IF CONDITION()


General Form:

Where:


This is a resolve time test, based on the value of the constant expression, that determines if the symbols inside the IF block should be included in the symbol table of the program or library. A TRUE or non-zero value will include the IF CONDITION block and exclude any ELSE CONDITION block but if the expression is FALSE or zero then the IF block will be ignored and any optional ELSE block will be included in the program.

The scope of the IF CONDITION block and any ELSE CONDITION block may span one or more DEFSUBs. The code inside the block is parsed and must be legal. Subroutines and variables defined inside a block will not be visible to the program unless the block is included. The IF CONDITION block must be properly nested inside or around other IF blocks or other structured constructs. The KCML workbench will indent the blocks to correspond to such nesting.

When a library is built with kmake or kc it is resolved and the IF CONDITION is evaluated to determine which code to include. The controlling constant will come from an earlier library that this one depends on.

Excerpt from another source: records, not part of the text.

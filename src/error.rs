//! Error handling for statement enrichment
//!
//! The enrichment core reports typed `EnrichError`s so callers can tell a
//! skippable sheet from a file that must be abandoned. The outer layers
//! (reading, writing, the CLI) use anyhow for context chaining.

use chrono::NaiveDate;
use thiserror::Error;

/// Conditions raised by the enrichment core
#[derive(Error, Debug, Clone, PartialEq)]
pub enum EnrichError {
    #[error("missing column in sheet '{sheet}': none of {candidates:?} found")]
    MissingColumn {
        sheet: String,
        candidates: Vec<String>,
    },

    #[error("no exchange rate available for {0}")]
    NoRateAvailable(NaiveDate),

    #[error("column index {0} exceeds the last addressable column (XFD)")]
    ColumnOverflow(u32),

    #[error("rate fetch failed: {0}")]
    RateFetchFailed(String),

    #[error("header index of sheet '{0}' is stale; refresh it after mutating the sheet")]
    StaleIndex(String),

    #[error("cell {address} lies outside the declared bound {bound}")]
    OutOfBounds { address: String, bound: String },

    #[error("invalid cell address: {0}")]
    InvalidAddress(String),

    #[error("invalid date: {0}")]
    InvalidDate(String),

    #[error("invalid amount in cell {0}")]
    InvalidAmount(String),
}

impl EnrichError {
    /// Whether the condition only invalidates one sheet rather than the file
    pub fn is_sheet_local(&self) -> bool {
        matches!(self, EnrichError::MissingColumn { .. })
    }
}

/// Result type alias for application-level operations
pub type Result<T> = anyhow::Result<T>;

#[cfg(test)]
mod tests {
    use super::*;

    #[test]
    fn test_error_formatting_is_readable() {
        let err = EnrichError::MissingColumn {
            sheet: "Closed Positions".to_string(),
            candidates: vec!["Profit".to_string(), "Profit(USD)".to_string()],
        };
        assert_eq!(
            err.to_string(),
            "missing column in sheet 'Closed Positions': none of [\"Profit\", \"Profit(USD)\"] found"
        );
    }

    #[test]
    fn test_only_missing_column_is_sheet_local() {
        let missing = EnrichError::MissingColumn {
            sheet: "Dividends".to_string(),
            candidates: vec!["Date of Payment".to_string()],
        };
        assert!(missing.is_sheet_local());

        let date = NaiveDate::from_ymd_opt(2022, 1, 2).unwrap();
        assert!(!EnrichError::NoRateAvailable(date).is_sheet_local());
        assert!(!EnrichError::ColumnOverflow(16384).is_sheet_local());
        assert!(!EnrichError::RateFetchFailed("timeout".to_string()).is_sheet_local());
    }

    #[test]
    fn test_anyhow_context_chains_errors() {
        use anyhow::Context;
        let result: Result<()> = Err(EnrichError::RateFetchFailed("http 503".to_string()))
            .context("failed to process statement.xlsx");
        match result {
            Err(e) => {
                assert!(e.to_string().contains("failed to process statement.xlsx"));
                let debug_msg = format!("{:?}", e);
                assert!(debug_msg.contains("http 503"));
                assert!(e.downcast_ref::<EnrichError>().is_some());
            }
            Ok(_) => panic!("expected error"),
        }
    }
}
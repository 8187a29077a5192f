//! Storage layer: user and secret models, the repository traits, and their
//! in-memory and PostgreSQL implementations.

pub mod error;
pub mod models;
pub mod repo;

mod memory;
pub use memory::MemoryStore;

#[cfg(feature = "postgres")]
mod postgres;
#[cfg(feature = "postgres")]
pub use postgres::PgStore;

pub use error::StoreError;
pub use models::{sort_by_recently_updated, NewUser, Secret, User, UserInfo, MAX_SECRET_LEN};
pub use repo::{SecretRepository, Store, StoreResult, UserRepository};
//! Session identity.
//!
//! A session holds nothing but the user id under [`SESSION_USER_ID_KEY`].
//! Handlers get the user through the [`MaybeUser`] and [`AuthUser`] extractors,
//! which resolve that id against the store on every request. An id that no
//! longer resolves is treated as an anonymous request rather than an error.

use axum::extract::FromRequestParts;
use axum::http::request::Parts;
use axum::response::{IntoResponse, Redirect, Response};
use store::{User, UserRepository};
use tower_sessions::Session;
use tracing::debug;
use uuid::Uuid;

use crate::error::AppError;
use crate::state::AppState;

/// Key for storing the user id in the session.
pub const SESSION_USER_ID_KEY: &str = "user_id";

/// Bind `user` to the session, rotating the session id.
pub async fn log_in(session: &Session, user: &User) -> Result<(), AppError> {
    session.cycle_id().await?;
    session.insert(SESSION_USER_ID_KEY, user.id).await?;
    Ok(())
}

/// Drop the session and its record.
pub async fn log_out(session: &Session) -> Result<(), AppError> {
    session.flush().await?;
    Ok(())
}

/// Resolve the session's user id to a full user, if any.
pub async fn current_user<S: UserRepository>(
    session: &Session,
    store: &S,
) -> Result<Option<User>, AppError> {
    let Some(user_id) = session.get::<Uuid>(SESSION_USER_ID_KEY).await? else {
        return Ok(None);
    };
    let user = store.find_user(user_id).await?;
    if user.is_none() {
        debug!("Session refers to missing user {user_id}");
    }
    Ok(user)
}

async fn session_from_parts<S: store::Store>(
    parts: &mut Parts,
    state: &AppState<S>,
) -> Result<Session, AppError> {
    Session::from_request_parts(parts, state)
        .await
        .map_err(|(_, msg)| AppError::Internal(msg.to_string()))
}

/// The signed-in user, or `None` for anonymous requests.
pub struct MaybeUser(pub Option<User>);

impl MaybeUser {
    pub fn is_signed_in(&self) -> bool {
        self.0.is_some()
    }
}

impl<S: store::Store> FromRequestParts<AppState<S>> for MaybeUser {
    type Rejection = AppError;

    async fn from_request_parts(
        parts: &mut Parts,
        state: &AppState<S>,
    ) -> Result<Self, Self::Rejection> {
        let session = session_from_parts(parts, state).await?;
        Ok(Self(current_user(&session, &state.store).await?))
    }
}

/// The signed-in user. Anonymous requests are redirected to `/login` before the
/// handler runs.
pub struct AuthUser(pub User);

impl<S: store::Store> FromRequestParts<AppState<S>> for AuthUser {
    type Rejection = Response;

    async fn from_request_parts(
        parts: &mut Parts,
        state: &AppState<S>,
    ) -> Result<Self, Self::Rejection> {
        let MaybeUser(user) = MaybeUser::from_request_parts(parts, state)
            .await
            .map_err(IntoResponse::into_response)?;
        user.map(Self)
            .ok_or_else(|| Redirect::to("/login").into_response())
    }
}
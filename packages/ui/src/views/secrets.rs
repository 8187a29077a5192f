//! Secret listings: the public feed and the signed-in user's own secrets.

use dioxus::prelude::*;
use store::{Secret, UserInfo};

use crate::{render_page, Layout};

fn timestamp(secret: &Secret) -> (String, String) {
    (
        secret.updated_at.to_rfc3339(),
        secret.updated_at.format("%b %e, %Y %H:%M").to_string(),
    )
}

/// Read-only list of secrets in the order given.
#[component]
pub fn SecretList(secrets: Vec<Secret>) -> Element {
    rsx! {
        if secrets.is_empty() {
            p { class: "empty", "Nobody has shared a secret yet." }
        }
        ul {
            class: "secrets",
            for secret in secrets {
                SecretItem { key: "{secret.id}", secret: secret.clone() }
            }
        }
    }
}

#[component]
fn SecretItem(secret: Secret) -> Element {
    let (datetime, shown) = timestamp(&secret);
    rsx! {
        li {
            class: "secret",
            p { "{secret.body}" }
            time { datetime: "{datetime}", "{shown}" }
        }
    }
}

/// The current user's secrets, each with edit and delete controls.
#[component]
pub fn MySecrets(user: UserInfo, secrets: Vec<Secret>) -> Element {
    rsx! {
        h1 { "Secrets of {user.username}" }
        if user.federated {
            p { class: "muted", "Signed in with Google" }
        }
        if secrets.is_empty() {
            p {
                class: "empty",
                "You have not shared anything yet. "
                a { href: "/submit", "Submit a secret" }
            }
        }
        ul {
            class: "secrets",
            for secret in secrets {
                OwnedSecret { key: "{secret.id}", secret: secret.clone() }
            }
        }
    }
}

#[component]
fn OwnedSecret(secret: Secret) -> Element {
    let (datetime, shown) = timestamp(&secret);
    let id = secret.id;
    rsx! {
        li {
            class: "secret",
            p { "{secret.body}" }
            time { datetime: "{datetime}", "{shown}" }
            div {
                class: "actions",
                a { class: "btn", href: "/mysecrets/{id}/edit", "Edit" }
                form {
                    action: "/mysecrets?_method=DELETE",
                    method: "post",
                    input { r#type: "hidden", name: "deleteSecret", value: "{id}" }
                    button { class: "btn danger", r#type: "submit", "Delete" }
                }
            }
        }
    }
}

/// `/secrets`: every user's secrets, already sorted by the caller.
pub fn secrets_page(signed_in: bool, secrets: Vec<Secret>) -> String {
    render_page(
        "Secrets",
        rsx! {
            Layout { signed_in: signed_in,
                h1 { "You've discovered my secret!" }
                SecretList { secrets: secrets }
                if signed_in {
                    a { class: "btn", href: "/submit", "Submit a secret" }
                }
            }
        },
    )
}

/// `/mysecrets`: the signed-in user's secrets.
pub fn my_secrets_page(user: UserInfo, secrets: Vec<Secret>) -> String {
    render_page(
        "My secrets",
        rsx! {
            Layout { signed_in: true,
                MySecrets { user: user, secrets: secrets }
            }
        },
    )
}
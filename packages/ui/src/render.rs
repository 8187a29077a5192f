use dioxus::prelude::*;

const STYLES: &str = r#"
body {
    margin: 0;
    font-family: -apple-system, BlinkMacSystemFont, "Segoe UI", Helvetica, Arial, sans-serif;
    color: #37352f;
    background: #ffffff;
}
.navbar {
    display: flex;
    justify-content: space-between;
    align-items: center;
    padding: 0.75rem 2rem;
    border-bottom: 1px solid #e9e9e7;
}
.navbar a { color: #37352f; text-decoration: none; margin-left: 1rem; }
.navbar .brand { font-weight: 700; margin-left: 0; }
.container { max-width: 720px; margin: 2rem auto; padding: 0 1rem; }
.secret { padding: 1rem 0; border-bottom: 1px solid #f1f1ef; }
.secret time { color: #787774; font-size: 0.8125rem; }
.muted { color: #787774; }
.actions { display: flex; gap: 0.5rem; margin-top: 0.5rem; }
.btn {
    padding: 0.5rem 1rem;
    border: none;
    border-radius: 4px;
    background: #37352f;
    color: white;
    cursor: pointer;
    text-decoration: none;
    font-size: 0.875rem;
}
.btn.google { background: #4285f4; }
.btn.danger { background: #eb5757; }
form.stacked { display: flex; flex-direction: column; gap: 0.75rem; max-width: 360px; }
textarea { min-height: 6rem; font: inherit; }
.footer { text-align: center; color: #787774; font-size: 0.8125rem; padding: 2rem 0; }
"#;

/// Render a component tree into a complete HTML document.
pub fn render_page(title: &str, page: Element) -> String {
    let body = dioxus_ssr::render_element(page);
    format!(
        "<!DOCTYPE html>\
         <html lang=\"en\">\
         <head>\
         <meta charset=\"utf-8\">\
         <meta name=\"viewport\" content=\"width=device-width, initial-scale=1\">\
         <title>{title} | Konfessions</title>\
         <style>{STYLES}</style>\
         </head>\
         <body>{body}</body>\
         </html>"
    )
}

IF CONDITION is different from #IF in that the code inside the IF CONDITION block is parsed whereas code inside a #IF block is effectively a comment. A #IF block may contain code that is not legal in that version of KCML. #IF is controlled by environment variables or KCML versions.

IF CONDITION differs from a regular IF it that it has the ability to hide symbols when the program is being resolved prior to execution. It is not executed at run time.

From KCML 7.02, IF CONDITION supports the FEATURE EXISTS syntax.

Example

IF CONDITION(_cf_moduleinstalled)
	'cf_libdbctl_constructor()
END CONDITION

Compatibility

IF CONDITION was introduced with KCML 6.60.